Podeszłam po prezenty, były adresowane do mnie, ale anonimowe. Weszłam do domu. Odłożyłam zakupy i przeczytałam liścik. Był bardzo romantyczny, ale kto go mógł napisać? Rozmyślałam tak kiedy podeszła do mnie Julka.
-Co tak rozmyślasz?
-Ja?
-No tak, a kto?
-A myślę co by tu zrobić.
-Wiesz co kumpel organizuje imprezę, może ty i Emilii poszłybyście ze mną?
-No ok. Jestem pewna, że Emilii pójdzie.
Poszłam do dziewczyny zapytać czy jest chętna. Ta jak sądziłam nie odmówiła tylko od razu zaczęłyśmy się szykować.
Ubrałam to: http://urstyle.pl/styl/Honey_123/stylizacja/46-5/ włosy rozpuściłam i zrobiłam lekki make-up.
Kiedy zeszłam dziewczyny już czekały. Razem ruszyłyśmy w drogę.
Na początku czułam się trochę spięta,bo nikogo tam nie znałam. Jednak wszyscy okazali się bardzo mili i dobrze się bawiłam. Kiedy tańczyłam wpadłam na pewnego chłopaka ...
-Bardzo przepraszam.- powiedział
- Nie szkodzi.
-Jestem Paweł.
-Ja Ola.
-Pozwól, że postawie Ci drinka.
-Chętnie.
Chłopak okazał się bardzo miły. Trochę potańczyliśmy i spędziłam z nim prawie cały wieczór. Chłopak odprowadził mnie do domu wymieniliśmy się numerami telefonów i pożegnaliśmy się.
<miesiąc później>
Ja i Paweł bardzo się zaprzyjaźniliśmy. Spędzamy ze sobą dużo czasu.

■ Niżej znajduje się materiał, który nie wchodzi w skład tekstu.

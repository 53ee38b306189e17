use consentry_agent::{
    AgentConfig, ContractConfig, EnrollEngine, JsonRecordStore, LedgerClient, RecordStatus,
    RecordStore, RunReport, SenderCredential, SyncEngine,
};
use consentry_types::AgentResult;
use std::path::{Path, PathBuf};
use tracing::info;

pub async fn run_sync(config_path: &Path, records_override: Option<PathBuf>) -> AgentResult<()> {
    info!("Starting consent synchronization v{}", env!("CARGO_PKG_VERSION"));

    let (config, client) = connect_with_signer(config_path).await?;
    let records = load_records(&config, records_override).await?;

    let engine = SyncEngine::new(&client, &client);
    let report = engine.run(&records).await;

    print_report("Synchronization", &report);
    Ok(())
}

pub async fn run_enroll(config_path: &Path, records_override: Option<PathBuf>) -> AgentResult<()> {
    info!("Starting enrollment v{}", env!("CARGO_PKG_VERSION"));

    let (config, client) = connect_with_signer(config_path).await?;
    let records = load_records(&config, records_override).await?;

    let engine = EnrollEngine::new(&client);
    let report = engine.run(&records).await;

    print_report("Enrollment", &report);
    Ok(())
}

/// Configuration, credential and connectivity problems all surface here,
/// before any record is touched. The credential is dropped (and zeroed)
/// as soon as the signing middleware holds its key.
async fn connect_with_signer(config_path: &Path) -> AgentResult<(AgentConfig, LedgerClient)> {
    let config = AgentConfig::load(config_path)?;

    let credential = SenderCredential::load(&config.ledger)?;
    let contract_config = ContractConfig::from_ledger(&config.ledger)?;

    let mut client = LedgerClient::new(contract_config);
    client.connect().await?;
    client.set_signer(&credential)?;

    Ok((config, client))
}

async fn load_records(
    config: &AgentConfig,
    records_override: Option<PathBuf>,
) -> AgentResult<Vec<consentry_types::ConsentDocument>> {
    let path = records_override.unwrap_or_else(|| config.store.records_path.clone());
    let store = JsonRecordStore::new(path);
    store.load().await
}

fn print_report(label: &str, report: &RunReport) {
    println!();
    println!("{} report", label);
    println!("{}", "─".repeat(50));

    for entry in &report.entries {
        let id = entry.natural_id.as_deref().unwrap_or("<no natural id>");
        match &entry.status {
            RecordStatus::Skipped(reason) => {
                println!("  [{:>3}] {} - skipped: {}", entry.index, id, reason);
            }
            RecordStatus::Confirmed {
                patient_id,
                tx_hash,
            } => {
                println!(
                    "  [{:>3}] {} - consents confirmed for {} ({})",
                    entry.index, id, patient_id, tx_hash
                );
            }
            RecordStatus::Enrolled {
                patient_id,
                tx_hash,
            } => {
                println!(
                    "  [{:>3}] {} - enrolled as {} ({})",
                    entry.index, id, patient_id, tx_hash
                );
            }
            RecordStatus::Failed { kind, reason } => {
                println!(
                    "  [{:>3}] {} - failed [{}]: {}",
                    entry.index,
                    id,
                    kind.tag(),
                    reason
                );
            }
        }
    }

    println!(
        "{} records: {} confirmed, {} skipped, {} failed",
        report.processed(),
        report.confirmed(),
        report.skipped(),
        report.failed()
    );
}
use crate::CONSENT_SLOT_COUNT;
use serde::{Deserialize, Serialize};

/// One off-chain patient record as read from the document store: a
/// natural-person identifier plus the 18 labeled consent slots. Records are
/// read once per run and never mutated.
#[derive(Clone, Debug, Serialize, Deserialize)]
pub struct ConsentDocument {
    pub name: Option<String>,
    natural_id: Option<String>,
    slots: Vec<Option<String>>,
}

impl ConsentDocument {
    pub fn new(
        name: Option<String>,
        natural_id: Option<String>,
        slots: Vec<Option<String>>,
    ) -> Self {
        // An empty identifier string carries no correlation value and is
        // treated the same as an absent field.
        let natural_id = natural_id.filter(|id| !id.trim().is_empty());
        Self {
            name,
            natural_id,
            slots,
        }
    }

    /// The natural-person identifier, if present. Records without one are
    /// skipped, never errored.
    pub fn natural_id(&self) -> Option<&str> {
        self.natural_id.as_deref()
    }

    /// Value of consent slot `index` (0-based, `C1` is slot 0). Slots past
    /// the end of the stored values read as absent.
    pub fn slot(&self, index: usize) -> Option<&str> {
        debug_assert!(index < CONSENT_SLOT_COUNT);
        self.slots.get(index).and_then(|s| s.as_deref())
    }
}

#[cfg(test)]
mod tests {
    use super::*;

    #[test]
    fn test_blank_natural_id_is_absent() {
        let doc = ConsentDocument::new(None, Some("  ".into()), vec![]);
        assert!(doc.natural_id().is_none());

        let doc = ConsentDocument::new(None, Some("123-45-6789".into()), vec![]);
        assert_eq!(doc.natural_id(), Some("123-45-6789"));
    }

    #[test]
    fn test_missing_slots_read_as_absent() {
        let doc = ConsentDocument::new(
            Some("Test".into()),
            Some("123".into()),
            vec![Some("yes".into()), None],
        );
        assert_eq!(doc.slot(0), Some("yes"));
        assert_eq!(doc.slot(1), None);
        assert_eq!(doc.slot(17), None);
    }
}
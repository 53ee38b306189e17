use super::report::{RecordStatus, RunReport};
use crate::registry::IdentityRegistry;
use consentry_crypto::{assignment_seed, canonical_sha256_hex};
use consentry_types::{
    AgentResult, ConsentDocument, FailureKind, Resolution, SkipReason, TransactionOutcome,
};
use serde_json::json;
use tracing::{info, warn};

/// Enrollment: for records with no on-chain identifier yet, ask the
/// identity registry to allocate one, then record the profile digest and
/// bind the natural-person identifier. Allocation is entirely the
/// registry's; the seed passed along is derived from the profile digest,
/// so the client holds no randomness and an identifier is never minted
/// twice for the same record.
pub struct EnrollEngine<'a, I> {
    identity: &'a I,
}

impl<'a, I> EnrollEngine<'a, I>
where
    I: IdentityRegistry,
{
    pub fn new(identity: &'a I) -> Self {
        Self { identity }
    }

    pub async fn run(&self, records: &[ConsentDocument]) -> RunReport {
        let mut report = RunReport::begin();
        info!("Enrolling {} records", records.len());

        for (index, document) in records.iter().enumerate() {
            let status = self.process(document).await;

            match &status {
                RecordStatus::Skipped(reason) => {
                    info!("Record {}: skipped: {}", index, reason);
                }
                RecordStatus::Failed { kind, reason } => {
                    warn!("Record {}: failed [{}]: {}", index, kind.tag(), reason);
                }
                _ => {}
            }

            report.push(index, document.natural_id(), status);
        }

        report.finish();
        info!(
            "Enrollment complete: {} enrolled, {} skipped, {} failed",
            report.confirmed(),
            report.skipped(),
            report.failed()
        );
        report
    }

    async fn process(&self, document: &ConsentDocument) -> RecordStatus {
        let Some(natural_id) = document.natural_id() else {
            return RecordStatus::Skipped(SkipReason::MissingNaturalId);
        };

        // An identifier is assigned once and never regenerated.
        match self.identity.resolve(natural_id).await {
            Ok(Resolution::Found(_)) => {
                return RecordStatus::Skipped(SkipReason::AlreadyAssigned)
            }
            Ok(Resolution::NotFound) => {}
            Err(e) => {
                return RecordStatus::Failed {
                    kind: e.failure_kind(),
                    reason: format!("Identifier resolution: {}", e),
                }
            }
        }

        let profile = json!({ "Name": document.name, "SSN": natural_id });
        let digest_hex = match canonical_sha256_hex(&profile) {
            Ok(digest) => digest,
            Err(e) => {
                return RecordStatus::Failed {
                    kind: e.failure_kind(),
                    reason: format!("Profile digest: {}", e),
                }
            }
        };

        let outcome = match self.identity.assign(assignment_seed(&digest_hex)).await {
            Ok(outcome) => outcome,
            Err(e) => {
                return RecordStatus::Failed {
                    kind: e.failure_kind(),
                    reason: format!("Identifier assignment: {}", e),
                }
            }
        };

        let tx_hash = *outcome.tx_hash();
        let patient_id = match &outcome {
            TransactionOutcome::Confirmed { .. } => match outcome.assigned_identifier() {
                Some(id) => id,
                None => {
                    return RecordStatus::Failed {
                        kind: FailureKind::Invariant,
                        reason: "Assignment confirmed without an IdentifierAssigned event".into(),
                    }
                }
            },
            TransactionOutcome::Failed { reason, .. } => {
                return RecordStatus::Failed {
                    kind: FailureKind::Transient,
                    reason: format!("Identifier assignment: {} ({})", reason, tx_hash),
                }
            }
            TransactionOutcome::TimedOut { waited_secs, .. } => {
                return RecordStatus::Failed {
                    kind: FailureKind::Transient,
                    reason: format!(
                        "Identifier assignment: no receipt within {}s ({})",
                        waited_secs, tx_hash
                    ),
                }
            }
        };

        info!("Identifier {} assigned ({})", patient_id, tx_hash);

        if let Some(failed) = expect_confirmed(
            self.identity
                .store_profile_digest(&patient_id, &digest_hex)
                .await,
            "Profile digest storage",
        ) {
            return failed;
        }

        if let Some(failed) = expect_confirmed(
            self.identity.bind_natural_id(&patient_id, natural_id).await,
            "Natural-id binding",
        ) {
            return failed;
        }

        RecordStatus::Enrolled {
            patient_id,
            tx_hash,
        }
    }
}

fn expect_confirmed(
    result: AgentResult<TransactionOutcome>,
    label: &str,
) -> Option<RecordStatus> {
    match result {
        Ok(outcome) if outcome.is_confirmed() => None,
        Ok(outcome) => Some(RecordStatus::Failed {
            kind: FailureKind::Transient,
            reason: format!("{} not confirmed: {:?} ({})", label, outcome.status(), outcome.tx_hash()),
        }),
        Err(e) => Some(RecordStatus::Failed {
            kind: e.failure_kind(),
            reason: format!("{}: {}", label, e),
        }),
    }
}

Cały czas zastanawiam się od kogo był ten list. Odpuściłam sobie bo sytuacja się nie powtórzyła.
Pewnego wieczoru, kiedy siedzieliśmy w parku z Pawłem, chłopak powiedział:
-Wiesz Ola bardzo dobrze się rozumiemy, bardzo mi się podobasz czy myślisz, że moglibyśmy być razem?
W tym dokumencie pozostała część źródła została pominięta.